%%

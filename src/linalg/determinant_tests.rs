use super::*;

#[test]
fn test_single_element() {
    let m = Matrix::from_vec(1, 1, vec![-7]).expect("valid");
    assert_eq!(determinant(&m).expect("square"), -7.0);
}

#[test]
fn test_two_by_two() {
    let m = Matrix::from_vec(2, 2, vec![4, 3, 2, 1]).expect("valid");
    assert_eq!(m.determinant().expect("square"), -2.0);
}

#[test]
fn test_three_by_three_singular_is_zero_not_error() {
    let m = Matrix::from_vec(3, 3, vec![1, 2, 3, 4, 5, 6, 7, 8, 9]).expect("valid");
    assert_eq!(determinant(&m).expect("square"), 0.0);
}

#[test]
fn test_three_by_three_float() {
    let m = Matrix::from_vec(3, 3, vec![6.0, 1.0, 1.0, 4.0, -2.0, 5.0, 2.0, 8.0, 7.0])
        .expect("valid");
    assert!((determinant(&m).expect("square") + 306.0).abs() < 1e-9);
}

#[test]
fn test_four_by_four() {
    // Upper triangular: determinant is the product of the diagonal.
    let m = Matrix::from_vec(
        4,
        4,
        vec![2, 5, -1, 3, 0, 3, 4, 1, 0, 0, -1, 6, 0, 0, 0, 5],
    )
    .expect("valid");
    assert_eq!(determinant(&m).expect("square"), -30.0);
}

#[test]
fn test_zero_leading_entries() {
    let m = Matrix::from_vec(3, 3, vec![0, 0, 1, 0, 1, 0, 1, 0, 0]).expect("valid");
    assert_eq!(determinant(&m).expect("square"), -1.0);
}

#[test]
fn test_identity_has_unit_determinant() {
    for n in 1..=6 {
        let m = Matrix::<i64>::identity(n);
        assert_eq!(determinant(&m).expect("square"), 1.0, "n = {n}");
    }
}

#[test]
fn test_f32_elements_use_double_precision() {
    let m = Matrix::from_vec(2, 2, vec![0.1_f32, 0.2, 0.3, 0.4]).expect("valid");
    let expected =
        f64::from(0.1_f32) * f64::from(0.4_f32) - f64::from(0.2_f32) * f64::from(0.3_f32);
    assert_eq!(determinant(&m).expect("square"), expected);
}

#[test]
fn test_not_square() {
    let m = Matrix::<f64>::zeros(2, 3);
    assert!(matches!(
        determinant(&m),
        Err(DenseMatError::NotSquare { rows: 2, cols: 3 })
    ));
}

#[test]
fn test_transpose_invariance() {
    let m = Matrix::from_vec(3, 3, vec![2, -3, 1, 2, 0, -1, 1, 4, 5]).expect("valid");
    assert_eq!(
        determinant(&m).expect("square"),
        determinant(&m.transpose()).expect("square")
    );
}

#[test]
fn test_input_not_mutated() {
    let m = Matrix::from_vec(3, 3, vec![2, -3, 1, 2, 0, -1, 1, 4, 5]).expect("valid");
    let snapshot = m.clone();
    let _ = determinant(&m);
    assert_eq!(m, snapshot);
}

%%

▶ _TO DO_
Pick out every line of the listing containing the word "valid", and show those lines.

▶ _ANSWER SPACE_
    let m = Matrix::from_vec(1, 1, vec![-7]).expect("valid");
    let m = Matrix::from_vec(2, 2, vec![4, 3, 2, 1]).expect("valid");
    let m = Matrix::from_vec(3, 3, vec![1, 2, 3, 4, 5, 6, 7, 8, 9]).expect("valid");
        .expect("valid");
    .expect("valid");
    let m = Matrix::from_vec(3, 3, vec![0, 0, 1, 0, 1, 0, 1, 0, 0]).expect("valid");
    let m = Matrix::from_vec(2, 2, vec![0.1_f32, 0.2, 0.3, 0.4]).expect("valid");
    let m = Matrix::from_vec(3, 3, vec![2, -3, 1, 2, 0, -1, 1, 4, 5]).expect("valid");
    let m = Matrix::from_vec(3, 3, vec![2, -3, 1, 2, 0, -1, 1, 4, 5]).expect("valid");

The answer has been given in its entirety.